SOURCE DATA.
//! Deterministic marker placement inside regions.
//!
//! An entity shown inside a region gets a stable, pseudo-random spot: the
//! sampler is seeded from a hash of the (entity, region) pair, so the same
//! pair always lands on the same point, across frames and across sessions.
//! The generator is ChaCha8, whose output stream is fixed for a given seed.

use crate::geo::{contains, Region};
use glam::Vec2;
use rand::{Rng, SeedableRng};
use rand_chacha::ChaCha8Rng;
use std::collections::HashMap;

/// Cache key: which entity, in which region.
#[derive(Debug, Clone, PartialEq, Eq, Hash)]
pub struct PlacementKey {
    pub entity_id: String,
    pub region_id: String,
}

impl PlacementKey {
    pub fn new(entity_id: impl Into<String>, region_id: impl Into<String>) -> Self {
        Self {
            entity_id: entity_id.into(),
            region_id: region_id.into(),
        }
    }

    /// 32-byte RNG seed for this key.
    ///
    /// Both ids are length-prefixed so no choice of characters inside them
    /// can make two different keys hash alike.
    pub fn seed(&self) -> [u8; 32] {
        let mut hasher = blake3::Hasher::new();
        for part in [&self.entity_id, &self.region_id] {
            hasher.update(&(part.len() as u64).to_le_bytes());
            hasher.update(part.as_bytes());
        }
        *hasher.finalize().as_bytes()
    }
}

/// Result of sampling a point in a region.
#[derive(Debug, Clone, Copy, PartialEq)]
pub struct Placement {
    pub point: Vec2,
    /// `false` when sampling gave up and fell back to the box center, which
    /// may lie outside the polygon.
    pub inside: bool,
}

/// Rejection-samples a point inside `region` from a seeded generator.
///
/// Draws uniform points in the bounding box until one passes the hit test,
/// up to `max_attempts`; then falls back to the bounding box center.
pub fn sample_point_in_region(region: &Region, seed: [u8; 32], max_attempts: u32) -> Placement {
    let mut rng = ChaCha8Rng::from_seed(seed);
    let bbox = region.bounding_box();

    for _ in 0..max_attempts {
        let x = bbox.min_x + rng.random::<f32>() * bbox.width();
        let y = bbox.min_y + rng.random::<f32>() * bbox.height();
        let point = Vec2::new(x, y);
        if contains(region, point) {
            return Placement {
                point,
                inside: true,
            };
        }
    }

    Placement {
        point: bbox.center(),
        inside: false,
    }
}

/// Lazily filled cache of marker positions.
///
/// Entries are never evicted, so the cache grows with the number of distinct
/// (entity, region) pairs seen in a session. Not synchronized: keep it on
/// one thread or behind a lock.
#[derive(Debug, Clone)]
pub struct MarkerPlacementCache {
    entries: HashMap<PlacementKey, Vec2>,
    max_attempts: u32,
}

impl MarkerPlacementCache {
    pub fn new(max_attempts: u32) -> Self {
        Self {
            entries: HashMap::new(),
            max_attempts,
        }
    }

    /// Returns the stable position of `entity_id` inside `region`.
    pub fn place(&mut self, region: &Region, entity_id: &str) -> Vec2 {
        let key = PlacementKey::new(entity_id, region.id());
        if let Some(point) = self.entries.get(&key) {
            return *point;
        }

        let placement = sample_point_in_region(region, key.seed(), self.max_attempts);
        if !placement.inside {
            log::debug!(
                "Placement sampling exhausted for {} in {}, using box center",
                key.entity_id,
                key.region_id
            );
        }
        self.entries.insert(key, placement.point);
        placement.point
    }

    /// Cached position, without sampling.
    pub fn get(&self, region_id: &str, entity_id: &str) -> Option<Vec2> {
        self.entries
            .get(&PlacementKey::new(entity_id, region_id))
            .copied()
    }

    pub fn len(&self) -> usize {
        self.entries.len()
    }

    pub fn is_empty(&self) -> bool {
        self.entries.is_empty()
    }
}

impl Default for MarkerPlacementCache {
    fn default() -> Self {
        Self::new(crate::config::MapConfig::default().max_placement_attempts)
    }
}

WORK ORDER.
When the word "stable" shows up in a line of the entries, report that line.

YOUR SOLUTION.
//! An entity shown inside a region gets a stable, pseudo-random spot: the
    /// Returns the stable position of `entity_id` inside `region`.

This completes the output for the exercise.